* EXERCISE AIM
Collect all lines from the records below that include the word "self".
==== EXCERPTED DATA ====
//! Move search for the session controller.
//!
//! Searchers implement [`MoveSearch`] and are handed a copy of the position
//! together with its legal moves. Long searches run on a worker thread via
//! [`SearchTask`], which the controller polls once per tick and may cancel at
//! any time without waiting for the worker.
//!
//! # Example
//!
//! ```
//! use chess_ai::{CancelToken, Minimax, MoveSearch};
//! use chess_engine::Game;
//!
//! let game = Game::new();
//! let best = Minimax::new(1).find_best_move(game.position(), &game.legal_moves(), &CancelToken::new());
//! assert!(best.is_some());
//! ```

mod cancel;
mod minimax;
mod random;
mod task;

pub use cancel::CancelToken;
pub use minimax::{evaluate, Minimax};
pub use random::{find_random_move, RandomSearch};
pub use task::{SearchError, SearchPoll, SearchTask};

use chess_core::Move;
use chess_engine::Position;

/// A move-search strategy.
///
/// Implementations must treat `position` and `moves` as read-only input and
/// should poll `cancel` often enough that a cancelled search winds down
/// promptly. A cancelled search returns `None`.
pub trait MoveSearch: Send + Sync {
    /// Picks one of `moves` for the side to move in `position`.
    fn find_best_move(&self, position: &Position, moves: &[Move], cancel: &CancelToken) -> Option<Move>;

    /// Short name used in logs.
    fn name(&self) -> &str;
}
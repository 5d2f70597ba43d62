use anyhow::{Context, Result};
use chess_session::render::move_log_lines;
use chess_session::{layout, Controller, InputEvent, Mode, RecordingSurface, RunOptions, ScriptedInput, SessionConfig};
use clap::Parser;
use std::path::PathBuf;
use tracing::info;
use tracing_subscriber::EnvFilter;

#[derive(Parser)]
#[command(name = "chess-session")]
#[command(about = "Runs a chess session headless and prints the result")]
struct Cli {
    /// Configuration file
    #[arg(short, long, default_value_os_t = SessionConfig::config_path())]
    config: PathBuf,
    /// Mode picked from the menu
    #[arg(short, long, value_enum, default_value_t = Mode::BotVsBot)]
    mode: Mode,
    /// Stop after this many ticks
    #[arg(long, default_value = "3000")]
    max_ticks: u64,
    /// Seed for the random fallback
    #[arg(long)]
    seed: Option<u64>,
    /// Tick as fast as possible instead of at the configured rates
    #[arg(long)]
    no_pacing: bool,
}

fn main() -> Result<()> {
    tracing_subscriber::fmt()
        .with_env_filter(EnvFilter::try_from_default_env().unwrap_or_else(|_| EnvFilter::new("info")))
        .init();

    let cli = Cli::parse();
    let mut config = SessionConfig::load(&cli.config)
        .with_context(|| format!("loading {}", cli.config.display()))?;
    if cli.seed.is_some() {
        config.ai.seed = cli.seed;
    }
    info!(mode = %cli.mode, config = %cli.config.display(), "starting");

    let mut controller = Controller::from_config(config);
    let mut input = ScriptedInput::new();
    let (x, y) = layout::menu_region(cli.mode).center();
    input.push_batch(vec![InputEvent::PointerPress { x, y }]);
    let mut surface = RecordingSurface::new();

    let summary = controller.run(
        &mut input,
        &mut surface,
        RunOptions {
            max_ticks: Some(cli.max_ticks),
            stop_when_over: true,
            paced: !cli.no_pacing,
        },
    )?;

    println!("Stopped after {} ticks ({:?})", summary.ticks, summary.reason);
    if let Some(session) = controller.session() {
        println!("{}", session.position());
        for line in move_log_lines(session.game().move_log()) {
            println!("{}", line.trim_end());
        }
        match session.outcome_text() {
            Some(text) => println!("{text}"),
            None => println!("Game in progress"),
        }
    }
    Ok(())
}

#[cfg(test)]
mod tests {
    use super::*;

    #[test]
    fn test_cli_defaults() {
        let cli = Cli::try_parse_from(["chess-session"]).unwrap();
        assert_eq!(cli.config, SessionConfig::config_path());
        assert_eq!(cli.mode, Mode::BotVsBot);
        assert_eq!(cli.max_ticks, 3000);
        assert_eq!(cli.seed, None);
        assert!(!cli.no_pacing);
    }

    #[test]
    fn test_cli_parses_mode_and_seed() {
        let cli = Cli::try_parse_from([
            "chess-session",
            "--mode",
            "multiplayer",
            "--seed",
            "42",
            "--no-pacing",
            "-c",
            "other.toml",
        ])
        .unwrap();
        assert_eq!(cli.mode, Mode::Multiplayer);
        assert_eq!(cli.seed, Some(42));
        assert!(cli.no_pacing);
        assert_eq!(cli.config, PathBuf::from("other.toml"));
    }
}
//! Move generation.
//!
//! Mailbox move generation: pseudo-legal moves are produced per piece by
//! walking offset tables, then filtered by making each move and rejecting
//! those that leave the mover's king attacked.

use crate::Position;
use chess_core::{Color, ColoredPiece, Move, MoveFlag, Piece, Square};

const KNIGHT_OFFSETS: [(i8, i8); 8] = [
    (-2, -1),
    (-2, 1),
    (-1, -2),
    (-1, 2),
    (1, -2),
    (1, 2),
    (2, -1),
    (2, 1),
];

const KING_OFFSETS: [(i8, i8); 8] = [
    (-1, -1),
    (-1, 0),
    (-1, 1),
    (0, -1),
    (0, 1),
    (1, -1),
    (1, 0),
    (1, 1),
];

const DIAGONALS: [(i8, i8); 4] = [(-1, -1), (-1, 1), (1, -1), (1, 1)];
const ORTHOGONALS: [(i8, i8); 4] = [(-1, 0), (1, 0), (0, -1), (0, 1)];

/// Generates all legal moves for the given position.
pub fn generate_moves(position: &Position) -> Vec<Move> {
    let mut moves = Vec::with_capacity(48);
    let us = position.side_to_move;

    for (from, piece) in position.pieces_of_color(us) {
        match piece.kind {
            Piece::Pawn => generate_pawn_moves(position, from, piece, &mut moves),
            Piece::Knight => generate_steps(position, from, piece, &KNIGHT_OFFSETS, &mut moves),
            Piece::Bishop => generate_slides(position, from, piece, &DIAGONALS, &mut moves),
            Piece::Rook => generate_slides(position, from, piece, &ORTHOGONALS, &mut moves),
            Piece::Queen => {
                generate_slides(position, from, piece, &DIAGONALS, &mut moves);
                generate_slides(position, from, piece, &ORTHOGONALS, &mut moves);
            }
            Piece::King => {
                generate_steps(position, from, piece, &KING_OFFSETS, &mut moves);
                generate_castling_moves(position, from, piece, &mut moves);
            }
        }
    }

    // Filter out moves that leave king in check
    moves.retain(|m| !is_king_attacked(&make_move(position, *m), us));
    moves
}

fn push_pawn_move(
    from: Square,
    to: Square,
    piece: ColoredPiece,
    captured: Option<ColoredPiece>,
    moves: &mut Vec<Move>,
) {
    if to.row() == piece.color.promotion_row() {
        for promo in Piece::PROMOTIONS {
            moves.push(Move::new(from, to, piece, captured, MoveFlag::Promote(promo)));
        }
    } else {
        moves.push(Move::new(from, to, piece, captured, MoveFlag::Normal));
    }
}

/// Generates pseudo-legal pawn moves.
fn generate_pawn_moves(position: &Position, from: Square, piece: ColoredPiece, moves: &mut Vec<Move>) {
    let us = piece.color;
    let dir = us.pawn_direction();

    // Pushes
    if let Some(one) = from.offset(dir, 0) {
        if position.piece_at(one).is_none() {
            push_pawn_move(from, one, piece, None, moves);

            if from.row() == us.pawn_row() {
                if let Some(two) = one.offset(dir, 0) {
                    if position.piece_at(two).is_none() {
                        moves.push(Move::new(from, two, piece, None, MoveFlag::DoublePush));
                    }
                }
            }
        }
    }

    // Captures (left and right)
    for dc in [-1, 1] {
        let Some(to) = from.offset(dir, dc) else {
            continue;
        };
        match position.piece_at(to) {
            Some(target) if target.color != us => {
                push_pawn_move(from, to, piece, Some(target), moves);
            }
            None if position.en_passant == Some(to) => {
                let victim = ColoredPiece::new(us.opposite(), Piece::Pawn);
                moves.push(Move::new(from, to, piece, Some(victim), MoveFlag::EnPassant));
            }
            _ => {}
        }
    }
}

/// Generates pseudo-legal single-step moves (knight and king).
fn generate_steps(
    position: &Position,
    from: Square,
    piece: ColoredPiece,
    offsets: &[(i8, i8)],
    moves: &mut Vec<Move>,
) {
    for &(dr, dc) in offsets {
        let Some(to) = from.offset(dr, dc) else {
            continue;
        };
        match position.piece_at(to) {
            Some(target) if target.color == piece.color => {}
            target => moves.push(Move::new(from, to, piece, target, MoveFlag::Normal)),
        }
    }
}

/// Generates pseudo-legal sliding moves along the given rays.
fn generate_slides(
    position: &Position,
    from: Square,
    piece: ColoredPiece,
    rays: &[(i8, i8)],
    moves: &mut Vec<Move>,
) {
    for &(dr, dc) in rays {
        let mut cursor = from;
        while let Some(to) = cursor.offset(dr, dc) {
            match position.piece_at(to) {
                None => moves.push(Move::new(from, to, piece, None, MoveFlag::Normal)),
                Some(target) => {
                    if target.color != piece.color {
                        moves.push(Move::new(from, to, piece, Some(target), MoveFlag::Normal));
                    }
                    break;
                }
            }
            cursor = to;
        }
    }
}

/// Generates castling moves if legal.
///
/// The destination square is validated by the legality filter, so only the
/// king's start and pass-through squares are checked here.
fn generate_castling_moves(
    position: &Position,
    from: Square,
    king: ColoredPiece,
    moves: &mut Vec<Move>,
) {
    let us = king.color;
    let row = us.back_row();
    if from.row() != row || from.col() != 4 {
        return;
    }

    // Can't castle if in check
    if is_square_attacked(position, from, us.opposite()) {
        return;
    }

    let rook = ColoredPiece::new(us, Piece::Rook);
    let empty = |cols: &[u8]| {
        cols.iter()
            .all(|&c| Square::new(row, c).is_some_and(|sq| position.piece_at(sq).is_none()))
    };
    let rook_home = |col: u8| Square::new(row, col).and_then(|sq| position.piece_at(sq)) == Some(rook);
    let safe = |col: u8| {
        Square::new(row, col).is_some_and(|sq| !is_square_attacked(position, sq, us.opposite()))
    };

    if position.castling.can_castle_kingside(us) && rook_home(7) && empty(&[5, 6]) && safe(5) {
        if let Some(to) = Square::new(row, 6) {
            moves.push(Move::new(from, to, king, None, MoveFlag::CastleKingside));
        }
    }

    if position.castling.can_castle_queenside(us) && rook_home(0) && empty(&[1, 2, 3]) && safe(3) {
        if let Some(to) = Square::new(row, 2) {
            moves.push(Move::new(from, to, king, None, MoveFlag::CastleQueenside));
        }
    }
}

/// Returns true if the given square is attacked by the given color.
pub fn is_square_attacked(position: &Position, sq: Square, by_color: Color) -> bool {
    let holds = |target: Option<Square>, kinds: &[Piece]| {
        target
            .and_then(|t| position.piece_at(t))
            .is_some_and(|p| p.color == by_color && kinds.contains(&p.kind))
    };

    // Pawn attacks: an attacking pawn stands one step "behind" the square
    // from its own point of view.
    let back = -by_color.pawn_direction();
    if holds(sq.offset(back, -1), &[Piece::Pawn]) || holds(sq.offset(back, 1), &[Piece::Pawn]) {
        return true;
    }

    if KNIGHT_OFFSETS
        .iter()
        .any(|&(dr, dc)| holds(sq.offset(dr, dc), &[Piece::Knight]))
    {
        return true;
    }

    if KING_OFFSETS
        .iter()
        .any(|&(dr, dc)| holds(sq.offset(dr, dc), &[Piece::King]))
    {
        return true;
    }

    let ray_hits = |rays: &[(i8, i8)], kinds: &[Piece]| {
        rays.iter().any(|&(dr, dc)| {
            let mut cursor = sq;
            while let Some(next) = cursor.offset(dr, dc) {
                if position.piece_at(next).is_some() {
                    return holds(Some(next), kinds);
                }
                cursor = next;
            }
            false
        })
    };

    ray_hits(&DIAGONALS, &[Piece::Bishop, Piece::Queen])
        || ray_hits(&ORTHOGONALS, &[Piece::Rook, Piece::Queen])
}

/// Returns true if the king of the given color is in check.
pub fn is_king_attacked(position: &Position, king_color: Color) -> bool {
    match position.king_square(king_color) {
        Some(sq) => is_square_attacked(position, sq, king_color.opposite()),
        None => false,
    }
}

/// Makes a move and returns the new position.
///
/// The move is expected to come from [`generate_moves`] for this position;
/// its recorded piece is what lands on the destination square.
pub fn make_move(position: &Position, m: Move) -> Position {
    let mut new_pos = position.clone();
    let us = m.color();

    new_pos.take_piece(m.from);
    if let Some(sq) = m.capture_square() {
        new_pos.take_piece(sq);
    }

    let landed = match m.flag.promotion_piece() {
        Some(kind) => ColoredPiece::new(us, kind),
        None => m.piece,
    };
    new_pos.set_piece(m.to, Some(landed));

    // Move the rook alongside a castling king
    let rook_hop = match m.flag {
        MoveFlag::CastleKingside => Some((7, 5)),
        MoveFlag::CastleQueenside => Some((0, 3)),
        _ => None,
    };
    if let Some((from_col, to_col)) = rook_hop {
        let row = us.back_row();
        if let (Some(rook_from), Some(rook_to)) = (Square::new(row, from_col), Square::new(row, to_col)) {
            let rook = new_pos.take_piece(rook_from);
            new_pos.set_piece(rook_to, rook);
        }
    }

    // Castling rights
    if m.piece.kind == Piece::King {
        new_pos.castling.remove_color(us);
    }
    new_pos.castling.remove_for_corner(m.from);
    new_pos.castling.remove_for_corner(m.to);

    // En passant target
    new_pos.en_passant = match m.flag {
        MoveFlag::DoublePush => m.from.offset(us.pawn_direction(), 0),
        _ => None,
    };

    // Clocks
    if m.piece.kind == Piece::Pawn || m.is_capture() {
        new_pos.halfmove_clock = 0;
    } else {
        new_pos.halfmove_clock += 1;
    }
    if us == Color::Black {
        new_pos.fullmove_number += 1;
    }
    new_pos.side_to_move = us.opposite();

    new_pos
}

#[cfg(test)]
mod tests {
    use super::*;

    fn sq(s: &str) -> Square {
        Square::from_algebraic(s).unwrap()
    }

    fn find(moves: &[Move], from: &str, to: &str) -> Option<Move> {
        moves
            .iter()
            .copied()
            .find(|m| m.from == sq(from) && m.to == sq(to))
    }

    /// Counts leaf nodes to a fixed depth.
    fn perft(position: &Position, depth: u32) -> u64 {
        if depth == 0 {
            return 1;
        }
        generate_moves(position)
            .into_iter()
            .map(|m| perft(&make_move(position, m), depth - 1))
            .sum()
    }

    #[test]
    fn startpos_move_count() {
        let moves = generate_moves(&Position::startpos());
        assert_eq!(moves.len(), 20);
        let push = find(&moves, "e2", "e4").unwrap();
        assert_eq!(push.flag, MoveFlag::DoublePush);
    }

    #[test]
    fn perft_startpos() {
        let pos = Position::startpos();
        assert_eq!(perft(&pos, 1), 20);
        assert_eq!(perft(&pos, 2), 400);
        assert_eq!(perft(&pos, 3), 8902);
    }

    #[test]
    fn perft_kiwipete() {
        // Exercises castling, en passant and promotions together.
        let pos = Position::from_fen(
            "r3k2r/p1ppqpb1/bn2pnp1/3PN3/1p2P3/2N2Q1p/PPPBBPPP/R3K2R w KQkq - 0 1",
        )
        .unwrap();
        assert_eq!(perft(&pos, 1), 48);
        assert_eq!(perft(&pos, 2), 2039);
    }

    #[test]
    fn en_passant_is_generated_and_applied() {
        let pos = Position::from_fen("4k3/8/8/3pP3/8/8/8/4K3 w - d6 0 1").unwrap();
        let moves = generate_moves(&pos);
        let ep = find(&moves, "e5", "d6").unwrap();
        assert_eq!(ep.flag, MoveFlag::EnPassant);
        assert_eq!(ep.captured, Some(ColoredPiece::new(Color::Black, Piece::Pawn)));

        let after = make_move(&pos, ep);
        assert_eq!(after.piece_at(sq("d5")), None);
        assert_eq!(after.piece_at(sq("d6")), Some(ColoredPiece::new(Color::White, Piece::Pawn)));
    }

    #[test]
    fn castling_moves_rook_and_clears_rights() {
        let pos = Position::from_fen("r3k2r/8/8/8/8/8/8/R3K2R w KQkq - 0 1").unwrap();
        let moves = generate_moves(&pos);
        let castle = find(&moves, "e1", "g1").unwrap();
        assert_eq!(castle.flag, MoveFlag::CastleKingside);
        assert!(find(&moves, "e1", "c1").is_some());

        let after = make_move(&pos, castle);
        assert_eq!(after.piece_at(sq("f1")), Some(ColoredPiece::new(Color::White, Piece::Rook)));
        assert_eq!(after.piece_at(sq("h1")), None);
        assert!(!after.castling.can_castle_kingside(Color::White));
        assert!(!after.castling.can_castle_queenside(Color::White));
        assert!(after.castling.can_castle_kingside(Color::Black));
    }

    #[test]
    fn cannot_castle_through_attack() {
        // Black rook on f8 covers f1.
        let pos = Position::from_fen("4kr2/8/8/8/8/8/8/4K2R w K - 0 1").unwrap();
        let moves = generate_moves(&pos);
        assert!(find(&moves, "e1", "g1").is_none());
    }

    #[test]
    fn promotions_offer_four_choices() {
        let pos = Position::from_fen("4k3/P7/8/8/8/8/8/4K3 w - - 0 1").unwrap();
        let moves = generate_moves(&pos);
        let promos: Vec<_> = moves.iter().filter(|m| m.from == sq("a7")).collect();
        assert_eq!(promos.len(), 4);
        let queen = promos
            .iter()
            .find(|m| m.flag == MoveFlag::Promote(Piece::Queen))
            .unwrap();
        let after = make_move(&pos, **queen);
        assert_eq!(after.piece_at(sq("a8")), Some(ColoredPiece::new(Color::White, Piece::Queen)));
    }

    #[test]
    fn pinned_piece_cannot_move() {
        // Knight on e2 is pinned by the rook on e8.
        let pos = Position::from_fen("4r1k1/8/8/8/8/8/4N3/4K3 w - - 0 1").unwrap();
        let moves = generate_moves(&pos);
        assert!(moves.iter().all(|m| m.from != sq("e2")));
    }

    #[test]
    fn pawn_attacks_follow_direction() {
        let pos = Position::from_fen("4k3/8/8/3p4/8/8/8/4K3 w - - 0 1").unwrap();
        assert!(is_square_attacked(&pos, sq("e4"), Color::Black));
        assert!(is_square_attacked(&pos, sq("c4"), Color::Black));
        assert!(!is_square_attacked(&pos, sq("e6"), Color::Black));
    }
}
====
* SOLUTION TO THIS EXERCISE
    fn find_best_move(&self, position: &Position, moves: &[Move], cancel: &CancelToken) -> Option<Move>;
    fn name(&self) -> &str;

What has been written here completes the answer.